I have tried to follow the same simple logic as for cylinder, box … , so just by defining the position for textNode, but it is not working.
func makeText(text3D: String, position: SCNVector3, depthOfText: CGFloat, color: NSColor, transparency: CGFloat) -> SCNNode
{
let textTodraw = SCNText(string: text3D, extrusionDepth: depthOfText)
textTodraw.firstMaterial?.transparency = transparency
textTodraw.firstMaterial?.diffuse.contents = color
let textNode = SCNNode(geometry: textTodraw)
textNode.position = position
return textNode
}
The default font for SCNText
is 36 point Helvetica, and a "point" in font size is the same as a unit of scene space. (Well, of local space for the node containing the SCNText
geometry. But unless you've set a scale factor on your node, local space units are the same as scene space units.) That means even a short label can be tens of units tall and hundreds of units wide.
It's typical to build SceneKit scenes with smaller scope — for example, simple test scenes like you might throw together in a Swift playground using the default sizes for SCNBox
, SCNSphere
, etc might be only 3-4 units wide. (And if you're using SceneKit with ARKit, scene units are meters, so some text in 36 "point" font is the size of a few office blocks downtown.)
Also, the anchor point for a text geometry relative to its containing node is at the lower left corner of the text. Put all this together and it's entirely possible that there are giant letters looming over the rest of your scene, hiding just out of camera view.

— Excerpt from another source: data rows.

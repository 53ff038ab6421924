//! Severity-classified build diagnostics.
//!
//! Every phase of the pipeline (analysis, emission, post-compile hooks)
//! reports conditions as [`Diagnostic`] values rather than hard errors.
//! The orchestrator concatenates the phases in order and decides overall
//! success from the merged sequence; [`DiagnosticResult`] is the filtered
//! view handed back to callers.

use std::fmt;

use crate::span::Span;

/// Severity of a diagnostic.
#[derive(Debug, Clone, Copy, PartialEq, Eq, Hash)]
pub enum Severity {
    Info,
    Warning,
    Error,
}

impl fmt::Display for Severity {
    fn fmt(&self, f: &mut fmt::Formatter<'_>) -> fmt::Result {
        match self {
            Severity::Info => write!(f, "info"),
            Severity::Warning => write!(f, "warning"),
            Severity::Error => write!(f, "error"),
        }
    }
}

/// A single diagnostic message. Immutable once created.
#[derive(Debug, Clone, PartialEq, Eq)]
pub struct Diagnostic {
    pub severity: Severity,
    pub message: String,
    pub code: Option<&'static str>,
    pub span: Option<Span>,
}

impl Diagnostic {
    pub fn error(message: impl Into<String>) -> Self {
        Diagnostic {
            severity: Severity::Error,
            message: message.into(),
            code: None,
            span: None,
        }
    }

    pub fn warning(message: impl Into<String>) -> Self {
        Diagnostic {
            severity: Severity::Warning,
            message: message.into(),
            code: None,
            span: None,
        }
    }

    pub fn info(message: impl Into<String>) -> Self {
        Diagnostic {
            severity: Severity::Info,
            message: message.into(),
            code: None,
            span: None,
        }
    }

    pub fn with_code(mut self, code: &'static str) -> Self {
        self.code = Some(code);
        self
    }

    pub fn with_span(mut self, span: Span) -> Self {
        self.span = Some(span);
        self
    }

    pub fn is_error(&self) -> bool {
        self.severity == Severity::Error
    }
}

impl fmt::Display for Diagnostic {
    fn fmt(&self, f: &mut fmt::Formatter<'_>) -> fmt::Result {
        write!(f, "{}", self.severity)?;
        if let Some(code) = self.code {
            write!(f, "[{code}]")?;
        }
        write!(f, ": {}", self.message)?;
        if let Some(span) = self.span {
            write!(f, " (at {span})")?;
        }
        Ok(())
    }
}

/// Concatenate per-phase diagnostic sequences.
///
/// Phase order and intra-phase order are preserved exactly; there is no
/// deduplication and no severity promotion.
pub fn merge(phases: impl IntoIterator<Item = Vec<Diagnostic>>) -> Vec<Diagnostic> {
    let mut merged = Vec::new();
    for phase in phases {
        merged.extend(phase);
    }
    merged
}

/// True iff any entry in the sequence is an error.
pub fn has_errors(diagnostics: &[Diagnostic]) -> bool {
    diagnostics.iter().any(Diagnostic::is_error)
}

/// Outcome of a durable emission, as seen by callers.
///
/// Informational entries are internal-only and dropped here; the caller
/// sees the success flag plus warnings and errors.
#[derive(Debug, Clone, PartialEq, Eq)]
pub struct DiagnosticResult {
    success: bool,
    diagnostics: Vec<Diagnostic>,
}

impl DiagnosticResult {
    pub fn new(success: bool, diagnostics: impl IntoIterator<Item = Diagnostic>) -> Self {
        DiagnosticResult {
            success,
            diagnostics: diagnostics
                .into_iter()
                .filter(|d| d.severity != Severity::Info)
                .collect(),
        }
    }

    pub fn success(&self) -> bool {
        self.success
    }

    pub fn diagnostics(&self) -> &[Diagnostic] {
        &self.diagnostics
    }
}
//! The module-loader seam for the in-process Load path.
//!
//! Loaders are external collaborators: the pipeline hands them the
//! finished binary (and the symbol stream, when one exists) only after
//! the success gate has passed. A loader fault propagates as the
//! invocation's failure.

/// Loads a finished binary into the running process.
pub trait ModuleLoader {
    /// Handle to the loaded, runnable module.
    type Module;
    type Error: std::error::Error + Send + Sync + 'static;

    /// Load from in-memory streams.
    ///
    /// `symbols` is `None` when symbol generation was unsupported or
    /// produced no bytes; loaders must not receive an empty stream.
    fn load_module(&self, binary: &[u8], symbols: Option<&[u8]>)
    -> Result<Self::Module, Self::Error>;
}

Note that if you try to fix this by setting a much smaller font on your SCNText
, the text might get jagged and chunky. That's because the flatness
property is measured relative to the point size of the text (more precisely, it's measured in a coordinate system where one unit == one point of text size). So if you choose a font size that'd be tiny by screen/print standards, you'll need to scale down the flatness
accordingly to still get smooth curves in your letters.
Alternatively, you can leave font sizes and flatness alone — instead, set a scale
factor on the node containing the text geometry, or set that node's pivot
to a transform matrix that scales down its content. For example, if you set a scale factor of 1/72, one unit of scene space is the same as one "inch" (72 points) of text height — depending on the other sizes in your scene, that might make it a bit easier to think of font sizes the way you do in 2D.